Amyotrophic lateral sclerosis mutant TDP-43 may cause synaptic dysfunction through altered dendritic spine function

Abstract

Altered cortical excitability and synapse dysfunction are early pathogenic events in amyotrophic lateral sclerosis (ALS) patients and animal models. Recent studies propose an important role for TAR DNA binding protein 43 (TDP-43), a protein whose mislocalization and aggregation are key pathological features of ALS, at the neuronal synapse. However, the relationship between ALS-linked TDP-43 mutations, excitability, and synaptic function is not fully understood.
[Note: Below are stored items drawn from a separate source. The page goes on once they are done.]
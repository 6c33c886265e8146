//! A minimal task runtime.
//!
//! The runtime spawns tasks, hands every task a [`TaskId`] that stays stable
//! for the task's whole life, and installs a thread-local binding so that
//! code running inside a task can recover the runtime ([`current_runtime`])
//! and its own identity ([`Runtime::current_task`]). The synchronization
//! primitives in [`crate::sync`] are built on top of these two facilities.
//!
//! Tasks are realized as dedicated threads; blocking a task parks its thread
//! until another task wakes it. The identity a task observes is always the
//! one assigned by the runtime, never the thread's own.

use log::{debug, trace};
use std::any::Any;
use std::cell::RefCell;
use std::fmt::{self, Debug, Display, Formatter};
use std::sync::atomic::{AtomicU64, AtomicUsize, Ordering};
use std::sync::Arc;
use std::thread;

/// Identity of a task, assigned by the runtime at spawn time.
///
/// Two concurrently live tasks of the same runtime never share an id, and a
/// task observes the same id for its entire life. Ids are never reused.
#[derive(Debug, Copy, Clone, Hash, Ord, PartialOrd, PartialEq, Eq)]
pub struct TaskId(u64);

impl Display for TaskId {
    fn fmt(&self, f: &mut Formatter<'_>) -> fmt::Result {
        write!(f, "task-{}", self.0)
    }
}

#[cfg(test)]
impl TaskId {
    pub(crate) const fn from_raw(id: u64) -> Self {
        Self(id)
    }
}

/// A builder for a [`Runtime`].
#[derive(Debug)]
pub struct Builder {
    stack_size: usize,
    name_prefix: String,
}

impl Builder {
    /// Default stack size for new tasks.
    ///
    /// Is currently set to 2 MiB.
    pub const DEFAULT_STACK_SIZE: usize = 1024 * 1024 * 2;

    /// Creates a new builder with the default settings.
    #[inline]
    pub fn new() -> Self {
        Self {
            stack_size: Self::DEFAULT_STACK_SIZE,
            name_prefix: "task".into(),
        }
    }

    /// Changes the stack size for new tasks.
    #[inline]
    pub fn stack_size(mut self, size: usize) -> Self {
        self.stack_size = size;
        self
    }

    /// Changes the prefix used for the names of task threads.
    #[inline]
    pub fn name_prefix(mut self, prefix: impl Into<String>) -> Self {
        self.name_prefix = prefix.into();
        self
    }

    /// Builds the runtime with the provided settings.
    #[inline]
    pub fn build(self) -> Runtime {
        Runtime::with_settings(self.stack_size, self.name_prefix)
    }
}

impl Default for Builder {
    fn default() -> Self {
        Self::new()
    }
}

/// A runtime for running tasks.
///
/// The handle is cheap to clone; all clones refer to the same runtime.
#[derive(Clone)]
pub struct Runtime {
    inner: Arc<RuntimeInner>,
}

struct RuntimeInner {
    id: u64,
    next_task: AtomicU64,
    live_tasks: AtomicUsize,
    stack_size: usize,
    name_prefix: String,
}

static RUNTIME_IDS: AtomicU64 = AtomicU64::new(0);

thread_local! {
    static CURRENT: RefCell<Option<Binding>> = const { RefCell::new(None) };
}

struct Binding {
    runtime: Runtime,
    task: TaskId,
}

/// Returns the runtime the calling task belongs to, if any.
///
/// The binding is installed when a task starts and removed when it finishes,
/// so this returns `None` on threads not managed by a runtime.
pub fn current_runtime() -> Option<Runtime> {
    CURRENT.with(|current| current.borrow().as_ref().map(|b| b.runtime.clone()))
}

impl Runtime {
    /// Creates a runtime with the default settings.
    pub fn new() -> Self {
        Builder::new().build()
    }

    fn with_settings(stack_size: usize, name_prefix: String) -> Self {
        let id = RUNTIME_IDS.fetch_add(1, Ordering::Relaxed);
        debug!("starting task runtime {}", id);
        Self {
            inner: Arc::new(RuntimeInner {
                id,
                next_task: AtomicU64::new(0),
                live_tasks: AtomicUsize::new(0),
                stack_size,
                name_prefix,
            }),
        }
    }

    /// Spawns a new task.
    ///
    /// The task starts immediately and runs until `f` returns or panics. The
    /// returned handle can be used to wait for the task and fetch its result.
    pub fn spawn<T, F>(&self, f: F) -> JoinHandle<T>
    where
        F: FnOnce() -> T + Send + 'static,
        T: Send + 'static,
    {
        let task = TaskId(self.inner.next_task.fetch_add(1, Ordering::Relaxed));
        let name = format!("{}-{}", self.inner.name_prefix, task.0);
        self.inner.live_tasks.fetch_add(1, Ordering::AcqRel);
        trace!("spawning {} on runtime {}", task, self.inner.id);

        let runtime = self.clone();
        let thread = thread::Builder::new()
            .name(name)
            .stack_size(self.inner.stack_size)
            .spawn(move || {
                let _guard = Guard::install(runtime, task);
                f()
            })
            .expect("failed to spawn a task thread");

        JoinHandle { task, thread }
    }

    /// Enters the runtime with a function.
    ///
    /// Runs `f` as a task and blocks the caller until it has finished,
    /// resuming the unwind if the task panicked.
    pub fn enter<T, F>(&self, f: F) -> T
    where
        F: FnOnce() -> T + Send + 'static,
        T: Send + 'static,
    {
        match self.spawn(f).join() {
            Ok(value) => value,
            Err(e) => std::panic::resume_unwind(e),
        }
    }

    /// Fetches the id of the calling task.
    ///
    /// Returns `None` if the calling context is not a task of this runtime;
    /// tasks of other runtimes do not count.
    pub fn current_task(&self) -> Option<TaskId> {
        CURRENT.with(|current| {
            current
                .borrow()
                .as_ref()
                .and_then(|b| (b.runtime.inner.id == self.inner.id).then_some(b.task))
        })
    }

    /// Yields the current task, allowing other tasks to run.
    #[inline]
    pub fn yield_now(&self) {
        thread::yield_now();
    }

    /// Number of tasks that have been spawned and not yet finished.
    pub fn live_tasks(&self) -> usize {
        self.inner.live_tasks.load(Ordering::Acquire)
    }
}

impl Default for Runtime {
    fn default() -> Self {
        Self::new()
    }
}

impl Debug for Runtime {
    fn fmt(&self, f: &mut Formatter<'_>) -> fmt::Result {
        f.debug_struct("Runtime")
            .field("id", &self.inner.id)
            .field("live_tasks", &self.live_tasks())
            .finish_non_exhaustive()
    }
}

/// Installs the thread-local binding for the lifetime of a task body and
/// tears it down again, also when the task unwinds.
struct Guard {
    runtime: Runtime,
    task: TaskId,
}

impl Guard {
    fn install(runtime: Runtime, task: TaskId) -> Self {
        CURRENT.with(|current| {
            *current.borrow_mut() = Some(Binding {
                runtime: runtime.clone(),
                task,
            });
        });
        Self { runtime, task }
    }
}

impl Drop for Guard {
    fn drop(&mut self) {
        CURRENT.with(|current| current.borrow_mut().take());
        self.runtime.inner.live_tasks.fetch_sub(1, Ordering::AcqRel);
        if thread::panicking() {
            debug!("{} aborted by panic", self.task);
        } else {
            trace!("{} finished", self.task);
        }
    }
}

/// An owned permission to join on a task (block on its termination).
#[derive(Debug)]
pub struct JoinHandle<T> {
    task: TaskId,
    thread: thread::JoinHandle<T>,
}

impl<T> JoinHandle<T> {
    /// Fetches the id of the task.
    #[inline]
    pub fn task(&self) -> TaskId {
        self.task
    }

    /// Polls whether the task has finished.
    #[inline]
    pub fn is_finished(&self) -> bool {
        self.thread.is_finished()
    }

    /// Blocks the current task until the task has finished.
    ///
    /// Returns the task's result, or the panic payload if it unwound.
    pub fn join(self) -> Result<T, Box<dyn Any + Send + 'static>> {
        self.thread.join()
    }
}
#[cfg(test)]
mod tests {
    use super::*;
    use proptest::prelude::*;

    fn task(id: u64) -> TaskId {
        TaskId::from_raw(id)
    }

    #[test]
    fn shared_round_trip_restores_idle() {
        let mut state = LockState::new();
        assert!(state.try_acquire_shared(task(0)));
        assert_eq!(state.mode_count, 1);
        assert!(state.release(task(0)).unwrap());
        assert_eq!(state.mode_count, 0);
        assert!(state.owners.is_empty());
    }

    #[test]
    fn exclusive_round_trip_restores_idle() {
        let mut state = LockState::new();
        assert_eq!(state.try_acquire_exclusive(task(0)), Ok(true));
        assert_eq!(state.mode_count, -1);
        assert!(state.release(task(0)).unwrap());
        assert_eq!(state.mode_count, 0);
        assert!(state.owners.is_empty());
    }

    #[test]
    fn shared_recursion_counts_both_holds() {
        let mut state = LockState::new();
        assert!(state.try_acquire_shared(task(0)));
        assert!(state.owns(task(0)));
        assert!(state.try_acquire_shared(task(0)));
        assert_eq!(state.mode_count, 2);
        assert!(!state.release(task(0)).unwrap());
        assert!(state.release(task(0)).unwrap());
    }

    #[test]
    fn exclusive_recursion_counts_both_holds() {
        let mut state = LockState::new();
        assert_eq!(state.try_acquire_exclusive(task(0)), Ok(true));
        assert_eq!(state.try_acquire_exclusive(task(0)), Ok(true));
        assert_eq!(state.mode_count, -2);
        assert!(!state.release(task(0)).unwrap());
        assert!(state.release(task(0)).unwrap());
    }

    #[test]
    fn readers_share_the_lock() {
        let mut state = LockState::new();
        assert!(state.try_acquire_shared(task(0)));
        assert!(state.try_acquire_shared(task(1)));
        assert!(state.try_acquire_shared(task(2)));
        assert_eq!(state.mode_count, 3);
    }

    #[test]
    fn fresh_reader_defers_to_pending_writer() {
        let mut state = LockState::new();
        assert!(state.try_acquire_shared(task(0)));
        state.pending_writers = 1;
        assert!(!state.try_acquire_shared(task(1)));
        // the reader that already holds the lock may still recurse.
        assert!(state.try_acquire_shared(task(0)));
    }

    #[test]
    fn shared_request_by_exclusive_owner_is_an_exclusive_hold() {
        let mut state = LockState::new();
        assert_eq!(state.try_acquire_exclusive(task(0)), Ok(true));
        assert!(state.try_acquire_shared(task(0)));
        assert_eq!(state.mode_count, -2);
        assert!(state.owners.iter().all(|&(_, m)| m == Mode::Exclusive));
    }

    #[test]
    fn upgrade_is_rejected_without_state_change() {
        let mut state = LockState::new();
        assert!(state.try_acquire_shared(task(0)));
        assert_eq!(
            state.try_acquire_exclusive(task(0)),
            Err(LockError::UpgradeForbidden)
        );
        assert_eq!(state.mode_count, 1);
        assert_eq!(state.owners.len(), 1);
        // the shared hold is still releasable.
        assert!(state.release(task(0)).unwrap());
    }

    #[test]
    fn contended_requests_are_deferred() {
        let mut state = LockState::new();
        assert_eq!(state.try_acquire_exclusive(task(0)), Ok(true));
        assert!(!state.try_acquire_shared(task(1)));
        assert_eq!(state.try_acquire_exclusive(task(1)), Ok(false));
        assert!(state.try_acquire_shared(task(0)));

        let mut state = LockState::new();
        assert!(state.try_acquire_shared(task(0)));
        assert_eq!(state.try_acquire_exclusive(task(1)), Ok(false));
    }

    #[test]
    fn release_without_hold_fails() {
        let mut state = LockState::new();
        assert_eq!(state.release(task(0)), Err(LockError::NotHeld));

        assert!(state.try_acquire_shared(task(0)));
        assert_eq!(state.release(task(1)), Err(LockError::NotHeld));
        assert_eq!(state.mode_count, 1);
    }

    // A deterministic rendition of the park/wake protocol: tasks whose
    // request is deferred go to `parked`, a release that reaches idle
    // replays every parked request once, like the broadcast does.
    struct Sim {
        state: LockState,
        parked: Vec<(TaskId, Mode)>,
    }

    #[derive(Debug, Clone, Copy)]
    enum Op {
        AcquireShared(u64),
        AcquireExclusive(u64),
        Release(u64),
    }

    impl Sim {
        fn new() -> Self {
            Self {
                state: LockState::new(),
                parked: Vec::new(),
            }
        }

        fn is_parked(&self, task: TaskId) -> bool {
            self.parked.iter().any(|&(t, _)| t == task)
        }

        fn apply(&mut self, op: Op) {
            match op {
                Op::AcquireShared(id) => {
                    let t = task(id);
                    if !self.is_parked(t) && !self.state.try_acquire_shared(t) {
                        self.parked.push((t, Mode::Shared));
                    }
                }
                Op::AcquireExclusive(id) => {
                    let t = task(id);
                    if self.is_parked(t) {
                        return;
                    }
                    if let Ok(false) = self.state.try_acquire_exclusive(t) {
                        self.state.pending_writers += 1;
                        self.parked.push((t, Mode::Exclusive));
                    }
                }
                Op::Release(id) => {
                    let t = task(id);
                    if self.is_parked(t) {
                        return;
                    }
                    if let Ok(true) = self.state.release(t) {
                        self.broadcast();
                    }
                }
            }
        }

        fn broadcast(&mut self) {
            let waiters = std::mem::take(&mut self.parked);
            for (t, mode) in waiters {
                let granted = match mode {
                    Mode::Shared => self.state.try_acquire_shared(t),
                    Mode::Exclusive => match self.state.try_acquire_exclusive(t) {
                        Ok(granted) => {
                            if granted {
                                self.state.pending_writers -= 1;
                            }
                            granted
                        }
                        Err(_) => unreachable!("a parked task cannot hold the lock"),
                    },
                };
                if !granted {
                    self.parked.push((t, mode));
                }
            }
        }

        fn check_invariants(&self) {
            let state = &self.state;
            assert_eq!(state.mode_count.unsigned_abs(), state.owners.len());
            if state.mode_count > 0 {
                assert!(state.owners.iter().all(|&(_, m)| m == Mode::Shared));
            }
            if state.mode_count < 0 {
                assert!(state.owners.iter().all(|&(_, m)| m == Mode::Exclusive));
                let first = state.owners[0].0;
                assert!(state.owners.iter().all(|&(t, _)| t == first));
            }
            let parked_writers = self
                .parked
                .iter()
                .filter(|&&(_, m)| m == Mode::Exclusive)
                .count();
            assert_eq!(state.pending_writers, parked_writers);
            for &(t, _) in &self.parked {
                assert!(!state.owns(t));
            }
        }
    }

    fn op_strategy() -> impl Strategy<Value = Op> {
        prop_oneof![
            (0..5u64).prop_map(Op::AcquireShared),
            (0..5u64).prop_map(Op::AcquireExclusive),
            (0..5u64).prop_map(Op::Release),
        ]
    }

    proptest! {
        #[test]
        fn interleavings_preserve_invariants(
            ops in prop::collection::vec(op_strategy(), 1..128)
        ) {
            let mut sim = Sim::new();
            for op in ops {
                sim.apply(op);
                sim.check_invariants();
            }
        }

        #[test]
        fn matched_pairs_leave_no_residue(
            ops in prop::collection::vec(op_strategy(), 1..64)
        ) {
            let mut sim = Sim::new();
            for op in ops {
                sim.apply(op);
            }
            // every task releases whatever it still holds.
            let mut progressed = true;
            while progressed {
                progressed = false;
                for id in 0..5 {
                    if sim.state.owns(task(id)) {
                        sim.apply(Op::Release(id));
                        progressed = true;
                    }
                }
            }
            // only parked waiters may remain accounted for.
            prop_assert_eq!(sim.state.owners.len(), 0);
            prop_assert_eq!(
                sim.state.pending_writers,
                sim.parked.iter().filter(|&&(_, m)| m == Mode::Exclusive).count()
            );
        }
    }
}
Here, we investigate the role of ALS-linked mutant TDP-43 in synapse formation by examining the morphological, immunocytochemical and excitability profile of transgenic mouse primary cortical pyramidal neurons over-expressing human TDP-43A315T. In TDP-43A315T cortical neurons, dendritic spine density was significantly reduced compared to wild type (WT) controls. TDP-43A315T over-expression increased the total amount of the AMPA glutamate receptor subunit GluR1, yet the localization of GluR1 to the dendritic spine was reduced. These post-synaptic changes were coupled with a decrease in the amount of the pre-synaptic marker synaptophysin colocalized with dendritic spines. Interestingly, action potential generation was reduced in TDP-43A315T pyramidal neurons. This work reveals a crucial effect of the over-expression mutation TDP-43A315T on the formation of synaptic structures and the recruitment of GluR1 to the synaptic membrane. This pathogenic effect may be mediated by cytoplasmic mislocalization of TDP-43A315T. Loss of synaptic GluR1, and reduced excitability within pyramidal neurons, implicates hypoexcitability and attenuated synaptic function in the pathogenic decline of neuronal function in TDP-43-associated ALS. Further studies into the mechanisms underlying AMPA receptor-mediated excitability changes within the ALS cortical circuitry may yield novel therapeutic targets for treatment of this devastating disease.